Problem
Nothing but the lines from the one containing "or an error." through the one containing "use chrono::Utc;", both included, should be given again, each exactly as written below.

Exercise inputs
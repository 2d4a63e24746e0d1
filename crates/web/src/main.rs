use std::sync::Arc;

use database::PgDatabase;
use routing::{GoogleMapsProvider, RoutingProvider};
use scheduling::executor::Executor;
use web::config::AppConfig;
use web::{start_web_server, WebState};

#[tokio::main]
async fn main() {
    env_logger::init();

    let config = AppConfig::from_env();

    let database = PgDatabase::connect(config.database)
        .await
        .expect("could not connect to database.");

    let directions = database.directions(config.direction_cache_ttl);
    let programs = database.programs();
    let tasks = database.tasks();
    let provider: Arc<dyn RoutingProvider> =
        Arc::new(GoogleMapsProvider::new(config.google_maps_api_key));

    let reaper_database = database.clone();
    let reaper_ttl = config.direction_cache_ttl;
    tokio::spawn(async move {
        let mut interval = tokio::time::interval(reaper_ttl);
        loop {
            interval.tick().await;
            match reaper_database.reap_expired_directions(reaper_ttl).await {
                Ok(count) if count > 0 => log::debug!("reaped {count} expired direction(s)"),
                Ok(_) => {}
                Err(why) => log::error!("failed to reap expired directions: {why}"),
            }
        }
    });

    let executor = Executor::new(
        tasks.clone(),
        directions.clone(),
        provider.clone(),
        programs.clone(),
        config.defaults,
        config.executor,
    );
    tokio::spawn(executor.run_forever());

    let state = WebState {
        tasks,
        directions,
        provider,
        programs,
        defaults: config.defaults,
    };

    start_web_server(state, config.port)
        .await
        .expect("web server failed");
}
use schemars::JsonSchema;
use serde::{Deserialize, Serialize};

/// A single leg's travel distance and duration, as returned by the routing
/// provider (C1) or served from the direction cache (C2).
#[derive(Debug, Clone, Copy, Serialize, Deserialize, JsonSchema, PartialEq, Eq)]
#[serde(rename_all = "camelCase")]
pub struct Direction {
    pub distance_in_meter: i64,
    pub duration_in_seconds: i64,
}

/// `"{origin}|{destination}"` — the direction cache's key.
pub fn direction_cache_key(origin: &str, destination: &str) -> String {
    format!("{origin}|{destination}")
}
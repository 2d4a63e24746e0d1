use model::SchedulerError;

#[derive(Debug, thiserror::Error)]
pub enum DatabaseError {
    #[error("not found")]
    NotFound,
    #[error("conflict: {0}")]
    Conflict(String),
    #[error(transparent)]
    Other(#[from] sqlx::Error),
}

impl From<DatabaseError> for SchedulerError {
    fn from(value: DatabaseError) -> Self {
        match value {
            DatabaseError::NotFound => SchedulerError::NotFound("not found".to_owned()),
            DatabaseError::Conflict(message) => SchedulerError::Conflict(message),
            DatabaseError::Other(why) => SchedulerError::Internal(why.to_string()),
        }
    }
}

pub fn convert_sqlx_error(why: sqlx::Error) -> DatabaseError {
    match why {
        sqlx::Error::RowNotFound => DatabaseError::NotFound,
        sqlx::Error::Database(db_err) if db_err.is_unique_violation() => {
            DatabaseError::Conflict(db_err.message().to_owned())
        }
        other => DatabaseError::Other(other),
    }
}
use chrono::{DateTime, Utc};
use schemars::JsonSchema;
use serde::{Deserialize, Serialize};

use crate::schedule::{ScheduleRequest, ScheduleResponse};

#[derive(Debug, Clone, Copy, PartialEq, Eq, Serialize, Deserialize, JsonSchema)]
#[serde(rename_all = "SCREAMING_SNAKE_CASE")]
pub enum TaskStatus {
    Pending,
    Processing,
    Completed,
    Failed,
}

/// A queued scheduling job (C8's unit of work): the original request,
/// lifecycle status, and — once terminal — either a response or an error.
#[serde_with::skip_serializing_none]
#[derive(Debug, Clone, Serialize, Deserialize, JsonSchema)]
#[serde(rename_all = "camelCase")]
pub struct Task {
    pub id: String,
    pub request: ScheduleRequest,
    pub status: TaskStatus,
    pub created_at: DateTime<Utc>,
    pub updated_at: DateTime<Utc>,
    pub error_message: Option<String>,
    pub response: Option<ScheduleResponse>,
}

#[derive(Debug, Clone, Serialize, Deserialize, JsonSchema)]
#[serde(rename_all = "camelCase")]
pub struct CreateTaskResponse {
    pub id: String,
}
use chrono::Utc;
use model::{ScheduleRequest, ScheduleResponse, Task, TaskStatus};
use sqlx::types::Json;

use crate::error::{convert_sqlx_error, DatabaseError};

#[derive(Debug, sqlx::FromRow)]
struct TaskRow {
    id: String,
    request: Json<ScheduleRequest>,
    status: String,
    created_at: chrono::DateTime<Utc>,
    updated_at: chrono::DateTime<Utc>,
    error_message: Option<String>,
    response: Option<Json<ScheduleResponse>>,
}

impl TryFrom<TaskRow> for Task {
    type Error = DatabaseError;

    fn try_from(row: TaskRow) -> Result<Self, Self::Error> {
        let status = match row.status.as_str() {
            "PENDING" => TaskStatus::Pending,
            "PROCESSING" => TaskStatus::Processing,
            "COMPLETED" => TaskStatus::Completed,
            "FAILED" => TaskStatus::Failed,
            other => {
                return Err(DatabaseError::Other(sqlx::Error::Decode(
                    format!("unknown task status {other}").into(),
                )))
            }
        };
        Ok(Task {
            id: row.id,
            request: row.request.0,
            status,
            created_at: row.created_at,
            updated_at: row.updated_at,
            error_message: row.error_message,
            response: row.response.map(|json| json.0),
        })
    }
}

/// C8: the durable work queue fed by `POST /schedule` and drained by the
/// task executor (C9). `claim_batch` is the one place that must be atomic
/// under concurrent executors — it uses `FOR UPDATE SKIP LOCKED` so two
/// executor instances never claim the same row.
#[derive(Clone)]
pub struct TaskStore {
    pool: sqlx::PgPool,
}

impl TaskStore {
    pub fn new(pool: sqlx::PgPool) -> Self {
        Self { pool }
    }

    pub async fn create(&self, request: ScheduleRequest) -> Result<String, DatabaseError> {
        let id = utility::id::new_task_id();
        sqlx::query(
            "INSERT INTO tasks (id, request, status, created_at, updated_at)
             VALUES ($1, $2, 'PENDING', now(), now())",
        )
        .bind(&id)
        .bind(Json(request))
        .execute(&self.pool)
        .await
        .map_err(convert_sqlx_error)?;
        Ok(id)
    }

    pub async fn get(&self, id: &str) -> Result<Task, DatabaseError> {
        let row: TaskRow = sqlx::query_as("SELECT * FROM tasks WHERE id = $1")
            .bind(id)
            .fetch_optional(&self.pool)
            .await
            .map_err(convert_sqlx_error)?
            .ok_or(DatabaseError::NotFound)?;
        row.try_into()
    }

    /// Atomically moves up to `limit` pending tasks, oldest first, to
    /// `PROCESSING` and returns them. The `SELECT ... FOR UPDATE SKIP
    /// LOCKED` subquery is what makes this safe to call from several
    /// executor workers at once: a row already locked by a concurrent
    /// claim is simply skipped rather than waited on or double-claimed.
    pub async fn claim_batch(&self, limit: i64) -> Result<Vec<Task>, DatabaseError> {
        let rows: Vec<TaskRow> = sqlx::query_as(
            "UPDATE tasks SET status = 'PROCESSING', updated_at = now()
             WHERE id IN (
                 SELECT id FROM tasks
                 WHERE status = 'PENDING'
                 ORDER BY created_at
                 LIMIT $1
                 FOR UPDATE SKIP LOCKED
             )
             RETURNING *",
        )
        .bind(limit)
        .fetch_all(&self.pool)
        .await
        .map_err(convert_sqlx_error)?;
        rows.into_iter().map(Task::try_from).collect()
    }

    pub async fn complete(&self, id: &str, response: ScheduleResponse) -> Result<(), DatabaseError> {
        let result = sqlx::query(
            "UPDATE tasks SET status = 'COMPLETED', response = $2, error_message = NULL, updated_at = now()
             WHERE id = $1",
        )
        .bind(id)
        .bind(Json(response))
        .execute(&self.pool)
        .await
        .map_err(convert_sqlx_error)?;
        if result.rows_affected() == 0 {
            return Err(DatabaseError::NotFound);
        }
        Ok(())
    }

    pub async fn fail(&self, id: &str, error_message: String) -> Result<(), DatabaseError> {
        let result = sqlx::query(
            "UPDATE tasks SET status = 'FAILED', error_message = $2, updated_at = now()
             WHERE id = $1",
        )
        .bind(id)
        .bind(error_message)
        .execute(&self.pool)
        .await
        .map_err(convert_sqlx_error)?;
        if result.rows_affected() == 0 {
            return Err(DatabaseError::NotFound);
        }
        Ok(())
    }
}
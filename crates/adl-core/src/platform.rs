//! Capabilities the engine consumes. The engine never knows how artifacts are
//! listed, transferred, or chosen; it only depends on these traits.

use anyhow::Result;
use std::path::Path;

use crate::artifact::ArtifactDescriptor;

/// Listing and fetch service for build artifacts.
pub trait Platform {
    /// Lists artifacts for `run_id`, or the repository's latest artifacts when `None`.
    /// May include expired entries.
    fn list(&self, run_id: Option<&str>) -> Result<Vec<ArtifactDescriptor>>;

    /// Materializes the artifact's contents under `dir`, creating it as needed.
    fn download(&self, artifact: &ArtifactDescriptor, dir: &Path) -> Result<()>;
}

/// Interactive multi-choice prompt.
pub trait Chooser {
    /// Returns the indices (into `options`) the user picked; may be empty.
    fn choose(&self, label: &str, options: &[String]) -> Result<Vec<usize>>;
}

Exercise result
/// lifecycle status, and — once terminal — either a response or an error.
#[serde_with::skip_serializing_none]
#[derive(Debug, Clone, Serialize, Deserialize, JsonSchema)]
#[serde(rename_all = "camelCase")]
pub struct Task {
    pub id: String,
    pub request: ScheduleRequest,
    pub status: TaskStatus,
    pub created_at: DateTime<Utc>,
    pub updated_at: DateTime<Utc>,
    pub error_message: Option<String>,
    pub response: Option<ScheduleResponse>,
}

#[derive(Debug, Clone, Serialize, Deserialize, JsonSchema)]
#[serde(rename_all = "camelCase")]
pub struct CreateTaskResponse {
    pub id: String,
}
use chrono::Utc;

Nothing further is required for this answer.